Relationships, on the other hand, seem most stable between just two people. When dining at friends’ homes, my father liked to quip, “I brought my bad wife with me and left my good wife at home. Isn’t that big – a’ – me?” But he also conceded that bigamy was forbade in the Bible. His proof text: “No man can serve two masters.” 

 

Non-PC joking aside, folks in the job market sometimes reference the “Two body problem” - the challenge of a married couple both finding employment in a given location. 

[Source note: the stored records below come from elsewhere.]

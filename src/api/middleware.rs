//! API middleware and shared types
//!
//! Contains:
//! - `AppState` with the shared services
//! - `ApiError` envelope used by every endpoint
//! - Admin authorization middleware (header token check)
//! - Client address extraction for rate limiting and attempt tracking

use axum::{
    extract::{ConnectInfo, Request, State},
    http::StatusCode,
    middleware::Next,
    response::{IntoResponse, Response},
    Json,
};
use serde::{Deserialize, Serialize};
use std::net::SocketAddr;
use std::sync::Arc;

use crate::services::{AccessGate, ContactService, PostService, RateLimiter};

/// Header carrying the admin token
pub const ADMIN_TOKEN_HEADER: &str = "x-admin-token";

/// Application state containing shared services
#[derive(Clone)]
pub struct AppState {
    pub pool: crate::db::DynDatabasePool,
    pub post_service: Arc<PostService>,
    pub contact_service: Arc<ContactService>,
    pub access_gate: Arc<AccessGate>,
    pub contact_limiter: Arc<RateLimiter>,
    pub admin_token: Arc<str>,
}

/// Error response for API errors
#[derive(Debug, Serialize, Deserialize)]
pub struct ApiError {
    pub error: ApiErrorDetail,
}

#[derive(Debug, Serialize, Deserialize)]
pub struct ApiErrorDetail {
    pub code: String,
    pub message: String,
    #[serde(skip_serializing_if = "Option::is_none")]
    pub details: Option<serde_json::Value>,
}

impl ApiError {
    pub fn new(code: impl Into<String>, message: impl Into<String>) -> Self {
        Self {
            error: ApiErrorDetail {
                code: code.into(),
                message: message.into(),
                details: None,
            },
        }
    }

    pub fn with_details(
        code: impl Into<String>,
        message: impl Into<String>,
        details: serde_json::Value,
    ) -> Self {
        Self {
            error: ApiErrorDetail {
                code: code.into(),
                message: message.into(),
                details: Some(details),
            },
        }
    }

    pub fn unauthorized(message: impl Into<String>) -> Self {
        Self::new("UNAUTHORIZED", message)
    }

    pub fn not_found(message: impl Into<String>) -> Self {
        Self::new("NOT_FOUND", message)
    }

    pub fn validation_error(message: impl Into<String>) -> Self {
        Self::new("VALIDATION_ERROR", message)
    }

    pub fn rate_limited(message: impl Into<String>) -> Self {
        Self::new("RATE_LIMITED", message)
    }

    pub fn internal_error(message: impl Into<String>) -> Self {
        Self::new("INTERNAL_ERROR", message)
    }
}

impl IntoResponse for ApiError {
    fn into_response(self) -> Response {
        let status = match self.error.code.as_str() {
            "UNAUTHORIZED" => StatusCode::UNAUTHORIZED,
            "NOT_FOUND" => StatusCode::NOT_FOUND,
            "VALIDATION_ERROR" => StatusCode::BAD_REQUEST,
            "DUPLICATE_SLUG" => StatusCode::BAD_REQUEST,
            "RATE_LIMITED" => StatusCode::TOO_MANY_REQUESTS,
            _ => StatusCode::INTERNAL_SERVER_ERROR,
        };

        (status, Json(self)).into_response()
    }
}

impl From<crate::services::PostServiceError> for ApiError {
    fn from(err: crate::services::PostServiceError) -> Self {
        use crate::services::PostServiceError;
        match err {
            PostServiceError::NotFound(what) => {
                ApiError::not_found(format!("Post not found: {what}"))
            }
            PostServiceError::ValidationError(msg) => ApiError::validation_error(msg),
            PostServiceError::DuplicateSlug(slug) => ApiError::with_details(
                "DUPLICATE_SLUG",
                format!("A post with slug '{slug}' already exists"),
                serde_json::json!({"field": "slug", "value": slug}),
            ),
            PostServiceError::InternalError(e) => {
                tracing::error!(error = %e, "Post operation failed");
                ApiError::internal_error("Internal server error")
            }
        }
    }
}

/// Extract the client address for rate limiting and attempt tracking.
///
/// Prefers the first `x-forwarded-for` hop so deployments behind a
/// proxy key on the real client, falling back to the socket peer.
pub fn client_address(request: &Request, fallback: Option<SocketAddr>) -> String {
    if let Some(forwarded) = request.headers().get("x-forwarded-for") {
        if let Ok(value) = forwarded.to_str() {
            if let Some(first) = value.split(',').next() {
                let first = first.trim();
                if !first.is_empty() {
                    return first.to_string();
                }
            }
        }
    }

    fallback
        .map(|addr| addr.ip().to_string())
        .unwrap_or_else(|| "unknown".to_string())
}

/// Resolved client address, inserted by [`resolve_client_addr`]
#[derive(Debug, Clone)]
pub struct ClientAddr(pub String);

/// Middleware resolving the client address once per request
pub async fn resolve_client_addr(mut request: Request, next: Next) -> Response {
    let peer = request
        .extensions()
        .get::<ConnectInfo<SocketAddr>>()
        .map(|ci| ci.0);
    let addr = client_address(&request, peer);
    request.extensions_mut().insert(ClientAddr(addr));
    next.run(request).await
}

/// Admin authorization middleware
///
/// Compares the `x-admin-token` header against the configured token.
/// A missing or mismatched header yields 401 without touching state.
pub async fn require_admin(
    State(state): State<AppState>,
    request: Request,
    next: Next,
) -> Result<Response, ApiError> {
    let token = request
        .headers()
        .get(ADMIN_TOKEN_HEADER)
        .and_then(|value| value.to_str().ok())
        .ok_or_else(|| ApiError::unauthorized("Admin token required"))?;

    if token != state.admin_token.as_ref() {
        return Err(ApiError::unauthorized("Invalid admin token"));
    }

    Ok(next.run(request).await)
}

But this phrase actually comes from a deeper scientific challenge called the "Three Body Problem." It turns out that the relationship between three things often leads to surprising difficulties and counterintuitive surprises. 

 

The three-body problem originated in physics. Understanding and predicting the motion of two heavenly bodies under the influence of mutual gravity is rather simple. It’s a college-level physics problem. But, introduce a third body and calculating the motion of the three bodies becomes impossible, except with the aid of computer approximation and simulation. This led the 19th century physicist/mathematician Henri Poincare’ (one of my heroes) to develop chaos theory, an apt term since the motion of the bodies was often chaotic and unpredictable. 

 

The intriguing mutual relationship of three things is seen even in the children’s game Rocks-paper-scissors. Isn’t it counterintuitive to you that three things can each beat something that beats something that beats itself? 

 

I use a physical example of the game as a party trick using three knives and three cups.  Set the cups on a table in the shape of a triangle so that the distance between each pair of cups is a bit more than a knife’s length. The challenge then is to place the three knives – extending horizontally from the top of the cups – so as to form a stable platform in the center of the triangle. You can do it – just interweave the ends of the knives. 

 

A more profound example of this three-way relationship exists in Christian doctrine – in fact it’s exposed in the Apostle’s Creed. Any mathematician (or lawyer or philosopher) will tell you that you need to define a term before you can use it. Yet the Apostles Creed seems to violate this principle. Reading through it, one comes to the phrase (concerning Jesus) “conceived of the Holy Spirit” and only afterwards does one recite the phrase “I believe in the Holy Spirit.” 

 

Isn’t that faulty writing? Shouldn’t the existence of the Holy Spirit be acknowledged before the action of the Holy Spirit is referenced? Seems so. However, the Spirit was sent by the Father to glorify the Son, so Jesus needs to be acknowledged before the mission of the Holy Spirit can be understood.   So just like Rocks-paper-scissors, one is forced to cut into the three-way relationship of the Trinity at some point.

 

This challenge of three-way relationships also exists in voting. In 1972 the economist Kenneth Arrow received the Nobel prize for showing that it’s impossible to form a voting method to choose the winner among three candidates that will always satisfy three commonsense objectives. In particular, if you want a system where the final outcome i) ranks A over B if each voter ranks A over B, and ii) is not affected by including irrelevant alternatives into the voting choices, then that voting system is susceptible to the Rocks-paper-scissors dilemma. That is, A beats B, B beats C, and C beats A. (How? Suppose Beth’s order of preference is A, B, C. Tim’s order is B, C, A; and Dan’s is C, A, B. Then in a two-way vote, A beats B, B beats C, and C beats A.) 

 

Alas, my parents were all too familiar with this shortcoming since those often seemed the voting outcomes of my two siblings and me.